La settimana dopo sono andata a lavorare in una residenza sanitaria per disabili e, una volta terminato il laboratorio di teatro, sono passata davanti ad un gruppo di ragazzi ed operatori che, attraverso un tablet, festeggiavano il compleanno di un’amica… e mi sono detta: “due facce della stessa medaglia”.

Questo periodo ci porta, da una parte, a vivere la sensazione di un pericolo di morte continuo e costante dal quale possiamo proteggerci, forse, solo stando a casa e rinunciando a molto ma, dall’altra, questo pericolo di morte non è e non può essere più forte dell’amore per la vita  insito dentro di noi e che ci porta a non rinunciare… a festeggiare i compleanni anche se filtrati da un tablet, ad andare a camminare anche se solo da un confine all’altro del nostro comune, ad incontrare l’altro anche senza abbracciarci, anche senza toccarci, anche stando lontani, a berci un caffè anche se sulla panchina al freddo fuori dal bar, a mangiarci una pizza anche se d’asporto e non comodamente seduti in pizzeria perché questo è anche  un modo per sostenere e far sentire la propria presenza ed il proprio contributo a chi, in questo momento, è più in difficoltà di noi.

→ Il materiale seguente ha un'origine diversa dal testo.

//! Chatbase CLI - send messages and events to Chatbase from the terminal

use anyhow::{bail, Context, Result};
use chatbase::{
    ApiResponse, ChatMessage, ChatbaseClient, ClickEvent, Config, CustomEvent,
    CustomEventProperty, Message, MessageType,
};
use clap::{Parser, Subcommand};
use tracing_subscriber::{layer::SubscriberExt, util::SubscriberInitExt};

#[derive(Parser)]
#[command(name = "chatbase-cli")]
#[command(about = "Send messages and events to the Chatbase APIs", long_about = None)]
struct Cli {
    #[command(subcommand)]
    command: Commands,

    /// Enable verbose logging
    #[arg(short, long, global = true)]
    verbose: bool,

    /// Print the JSON body instead of sending it
    #[arg(long, global = true)]
    dry_run: bool,
}

#[derive(Subcommand)]
enum Commands {
    /// Store defaults in the config file
    Configure {
        #[arg(long)]
        api_key: Option<String>,
        #[arg(long)]
        platform: Option<String>,
        #[arg(long)]
        version: Option<String>,
        #[arg(long)]
        user_id: Option<String>,
    },

    /// Send a generic message
    Message {
        /// Message text
        text: String,

        #[arg(short, long, default_value = "")]
        intent: String,

        /// Overrides the configured user id
        #[arg(short, long)]
        user_id: Option<String>,

        #[arg(short, long, default_value = "")]
        session_id: String,

        /// Mark as sent by the bot instead of the user
        #[arg(long)]
        agent: bool,

        /// Flag the message as not handled by the bot
        #[arg(long)]
        not_handled: bool,

        /// Flag the message as user feedback
        #[arg(long)]
        feedback: bool,
    },

    /// Record a link click
    Click {
        url: String,

        #[arg(short, long)]
        user_id: Option<String>,
    },

    /// Send a custom event
    Event {
        intent: String,

        #[arg(short, long)]
        user_id: Option<String>,

        /// Event property as name=value (repeatable)
        #[arg(short, long = "property")]
        properties: Vec<String>,
    },
}

fn main() -> Result<()> {
    let cli = Cli::parse();

    // Initialize logging
    let filter = if cli.verbose { "debug" } else { "info" };
    tracing_subscriber::registry()
        .with(
            tracing_subscriber::EnvFilter::try_from_default_env().unwrap_or_else(|_| filter.into()),
        )
        .with(tracing_subscriber::fmt::layer().with_target(false))
        .init();

    let config = Config::load()?;

    match cli.command {
        Commands::Configure {
            api_key,
            platform,
            version,
            user_id,
        } => {
            // Start from disk so an env-provided key is never persisted
            let mut stored = Config::load_file()?;
            stored.merge(Config {
                api_key,
                platform,
                version,
                user_id,
                ..Default::default()
            });
            stored.save()?;
            println!("Config saved to {}", Config::config_path()?.display());
        }
        Commands::Message {
            text,
            intent,
            user_id,
            session_id,
            agent,
            not_handled,
            feedback,
        } => {
            let mut msg = Message::new()
                .api_key(require_api_key(&config, cli.dry_run)?)
                .platform(config.platform())
                .version(config.version())
                .user_id(user_id.as_deref().unwrap_or(config.user_id()))
                .session_id(session_id)
                .intent(intent)
                .message(text);
            if agent {
                msg = msg.msg_type(MessageType::Agent);
            }
            if not_handled {
                msg.set_as_not_handled()?;
            }
            if feedback {
                msg.set_as_feedback()?;
            }

            if cli.dry_run {
                println!("{}", msg.to_json()?);
            } else {
                tracing::info!("Sending message...");
                let client = ChatbaseClient::from_config(&config)?;
                report(msg.send(&client)?);
            }
        }
        Commands::Click { url, user_id } => {
            let mut click = ClickEvent::new(require_api_key(&config, cli.dry_run)?, url, config.platform());
            click.user_id = user_id.unwrap_or_else(|| config.user_id().to_string());
            click.version = config.version().to_string();

            if cli.dry_run {
                println!("{}", click.to_json()?);
            } else {
                tracing::info!("Sending click...");
                let client = ChatbaseClient::from_config(&config)?;
                report(click.send(&client)?);
            }
        }
        Commands::Event {
            intent,
            user_id,
            properties,
        } => {
            let mut event = CustomEvent::new(
                require_api_key(&config, cli.dry_run)?,
                user_id.as_deref().unwrap_or(config.user_id()),
                intent,
                config.platform(),
            )
            .with_version(config.version());
            for raw in &properties {
                let property: CustomEventProperty = raw
                    .parse()
                    .with_context(|| format!("Invalid property '{}'", raw))?;
                event.add_property(property)?;
            }

            if cli.dry_run {
                println!("{}", event.to_json()?);
            } else {
                tracing::info!("Sending event...");
                let client = ChatbaseClient::from_config(&config)?;
                report(event.send(&client)?);
            }
        }
    }

    Ok(())
}

/// Configured API key. A dry run only prints the body, so an empty key is
/// allowed there.
fn require_api_key(config: &Config, dry_run: bool) -> Result<String> {
    match config.api_key.as_deref() {
        Some(key) if !key.is_empty() => Ok(key.to_string()),
        _ if dry_run => Ok(String::new()),
        _ => bail!(
            "No API key. Run 'chatbase-cli configure --api-key <KEY>' or set {}.",
            chatbase::config::API_KEY_ENV
        ),
    }
}

fn report(resp: ApiResponse) {
    if !resp.is_success() {
        tracing::warn!("Chatbase returned HTTP {}", resp.status);
    }
    println!("{} {}", resp.status, resp.body);
}
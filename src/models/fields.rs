//! Nested containers shared by the Facebook message variants

use serde::{Deserialize, Serialize};

/// Facebook sender/recipient identifier
#[derive(Debug, Clone, Default, PartialEq, Eq, Serialize, Deserialize)]
pub struct FacebookId {
    pub id: String,
}

/// Facebook message content
#[derive(Debug, Clone, Default, PartialEq, Eq, Serialize, Deserialize)]
pub struct FacebookUserMessageContent {
    pub mid: String,
    pub text: String,
}

/// Chatbase annotations carried alongside a Facebook payload
#[derive(Debug, Clone, Default, PartialEq, Eq, Serialize, Deserialize)]
pub struct ChatbaseFields {
    pub intent: String,
    pub version: String,
    pub not_handled: bool,
    pub feedback: bool,
}

#[cfg(test)]
mod tests {
    use super::*;
    use serde_json::json;

    #[test]
    fn test_defaults_serialize_empty() {
        assert_eq!(serde_json::to_value(FacebookId::default()).unwrap(), json!({"id": ""}));
        assert_eq!(
            serde_json::to_value(FacebookUserMessageContent::default()).unwrap(),
            json!({"mid": "", "text": ""})
        );
        assert_eq!(
            serde_json::to_value(ChatbaseFields::default()).unwrap(),
            json!({"intent": "", "version": "", "not_handled": false, "feedback": false})
        );
    }
}
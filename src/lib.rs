//! Chatbase client
//!
//! Message and event models for the Chatbase ingestion APIs, their JSON wire
//! format, and a blocking HTTP transport to send them.
//!
//! ```no_run
//! use chatbase::{ChatMessage, ChatbaseClient, Message};
//!
//! # fn main() -> chatbase::Result<()> {
//! let client = ChatbaseClient::new()?;
//! let mut msg = Message::new()
//!     .api_key("my-key")
//!     .platform("Web")
//!     .user_id("u-1")
//!     .message("where is my order?");
//! msg.set_as_not_handled()?;
//!
//! let resp = msg.send(&client)?;
//! println!("{} {}", resp.status, resp.body);
//! # Ok(())
//! # }
//! ```

pub mod api;
pub mod config;
pub mod error;
pub mod models;

pub use api::{ApiResponse, ChatbaseClient, Endpoint};
pub use config::Config;
pub use error::{ChatbaseError, Result};
pub use models::*;
//! HTTP transport and endpoint table for the Chatbase APIs

pub mod client;

pub use client::{ApiResponse, ChatbaseClient};

/// Ingestion routes. All are JSON POSTs.
#[derive(Debug, Clone, Copy, PartialEq, Eq)]
pub enum Endpoint {
    Message,
    MessageBatch,
    FacebookAgentMessage,
    FacebookAgentMessageBatch,
    FacebookUserMessage,
    FacebookUserMessageBatch,
    Event,
    BatchEvents,
    Click,
}

impl Endpoint {
    pub fn path(self) -> &'static str {
        match self {
            Endpoint::Message => "/api/message",
            Endpoint::MessageBatch => "/api/messages",
            Endpoint::FacebookAgentMessage => "/api/facebook/message_received",
            Endpoint::FacebookAgentMessageBatch => "/api/facebook/send_message_batch",
            Endpoint::FacebookUserMessage => "/api/facebook/send_message",
            Endpoint::FacebookUserMessageBatch => "/api/facebook/message_received_batch",
            Endpoint::Event => "/apis/v1/events/insert",
            Endpoint::BatchEvents => "/apis/v1/events/insert_batch",
            Endpoint::Click => "/api/click",
        }
    }

    /// Whether the api_key travels as a query parameter rather than in the body.
    pub fn key_in_query(self) -> bool {
        matches!(
            self,
            Endpoint::MessageBatch
                | Endpoint::FacebookAgentMessage
                | Endpoint::FacebookAgentMessageBatch
                | Endpoint::FacebookUserMessage
                | Endpoint::FacebookUserMessageBatch
        )
    }

    /// Event routes live on the separate events host.
    pub fn uses_events_host(self) -> bool {
        matches!(self, Endpoint::Event | Endpoint::BatchEvents)
    }
}

#[cfg(test)]
mod tests {
    use super::*;

    #[test]
    fn test_body_authenticated_endpoints() {
        assert!(!Endpoint::Message.key_in_query());
        assert!(!Endpoint::Event.key_in_query());
        assert!(!Endpoint::BatchEvents.key_in_query());
        assert!(!Endpoint::Click.key_in_query());
        assert!(Endpoint::FacebookUserMessageBatch.key_in_query());
    }

    #[test]
    fn test_events_host_routing() {
        assert!(Endpoint::Event.uses_events_host());
        assert!(Endpoint::BatchEvents.uses_events_host());
        assert!(!Endpoint::Click.uses_events_host());
        assert!(!Endpoint::Message.uses_events_host());
    }
}
//! Data models for Chatbase messages and events

mod events;
mod facebook_agent;
mod facebook_user;
mod fields;
mod message;

pub use events::*;
pub use facebook_agent::*;
pub use facebook_user::*;
pub use fields::*;
pub use message::*;
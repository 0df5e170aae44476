//! Snapshot persistence across store instances.
//!
//! A store opened over the same storage directory must hydrate exactly the
//! cart its predecessor last persisted.

#![allow(clippy::unwrap_used)]

use go_marketplace_cart::config::DEFAULT_STORAGE_KEY;
use go_marketplace_cart::error::CartError;
use go_marketplace_cart::models::NewLineItem;
use go_marketplace_cart::storage::SnapshotStorage;
use go_marketplace_core::{Price, ProductId};

use go_marketplace_integration_tests::TestContext;

fn product(id: &str, minor: i64) -> NewLineItem {
    NewLineItem {
        id: ProductId::new(id),
        title: format!("Product {id}"),
        image_url: format!("https://cdn.example.com/{id}.png"),
        price: Price::from_minor(minor),
    }
}

#[tokio::test]
async fn cart_survives_reopen() {
    let ctx = TestContext::new();

    let before = {
        let store = ctx.open_store().await.unwrap();
        store.add_to_cart(product("a", 250)).await.unwrap();
        store.add_to_cart(product("b", 1999)).await.unwrap();
        store.add_to_cart(product("a", 250)).await.unwrap();
        store.products().await
    };

    let reopened = ctx.open_store().await.unwrap();
    assert_eq!(reopened.products().await, before);
    assert_eq!(reopened.item_count().await, 3);
}

#[tokio::test]
async fn fresh_directory_opens_empty() {
    let ctx = TestContext::new();
    let store = ctx.open_store().await.unwrap();
    assert!(store.products().await.is_empty());
}

#[tokio::test]
async fn emptied_cart_persists_as_empty() {
    let ctx = TestContext::new();

    {
        let store = ctx.open_store().await.unwrap();
        store.add_to_cart(product("a", 100)).await.unwrap();
        store.decrement(&ProductId::new("a")).await.unwrap();
    }

    let reopened = ctx.open_store().await.unwrap();
    assert!(reopened.products().await.is_empty());
}

#[tokio::test]
async fn snapshot_is_a_json_array_with_fixed_fields() {
    let ctx = TestContext::new();
    let store = ctx.open_store().await.unwrap();
    store.add_to_cart(product("a", 1050)).await.unwrap();

    let raw = ctx
        .storage()
        .get(DEFAULT_STORAGE_KEY)
        .await
        .unwrap()
        .expect("snapshot written");
    let value: serde_json::Value = serde_json::from_str(&raw).unwrap();

    let entries = value.as_array().unwrap();
    assert_eq!(entries.len(), 1);

    let entry = entries.first().unwrap().as_object().unwrap();
    assert_eq!(entry["id"], "a");
    assert_eq!(entry["title"], "Product a");
    assert_eq!(entry["image_url"], "https://cdn.example.com/a.png");
    assert_eq!(entry["quantity"], 1);
    assert!(entry["price"].is_number(), "price must be numeric");
}

#[tokio::test]
async fn malformed_snapshot_is_surfaced_at_open() {
    let ctx = TestContext::new();
    ctx.storage()
        .set(DEFAULT_STORAGE_KEY, "{\"not\": \"a cart\"}")
        .await
        .unwrap();

    let err = ctx.open_store().await.unwrap_err();
    assert!(matches!(err, CartError::Snapshot(_)));
}

#[tokio::test]
async fn unrelated_keys_are_preserved_by_cart_writes() {
    let ctx = TestContext::new();
    ctx.storage().set("@OtherFeature", "kept").await.unwrap();

    let store = ctx.open_store().await.unwrap();
    store.add_to_cart(product("a", 100)).await.unwrap();

    assert_eq!(
        ctx.storage().get("@OtherFeature").await.unwrap().as_deref(),
        Some("kept")
    );
}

Ora, non sta a me dire se sia più giusto cavalcare l’onda della roulette russa o quella della festa di compleanno, non credo ci sia una risposta giusta e credo che sia altrettanto giusto che ognuno faccia ciò che sente più giusto, nel rispetto del bene proprio e comune. Però è innegabile che la sensazione di roulette russa mi porta a pensare che, se mi fermo, se non faccio nulla, sono al sicuro ma è altrettanto innegabile che è proprio stando fermo, chiuso nella mia paura che si crea un circolo vizioso che alimenta la paura stessa.

La sensazione di roulette russa ci porta dritti dritti all’idea che si possa morire da un momento all’altro mentre la sensazione di festa di compleanno ci porta dritti dritti all’idea che ci sia ancora vita da festeggiare.

Io, personalmente, scelgo la festa di compleanno, un po’ perché mi è sempre piaciuto festeggiare il mio compleanno ed un po’ perché credo che è solo tenendosi stretta la vita che possiamo affrontare la paura della morte.

Dalla morte fisica non mi salva nessuno ma dalla paura di morire mi posso salvare io. “C’è un tempo per vivere ed un tempo per morire” dice il libro de Qoelet, per me questo è il tempo di vivere!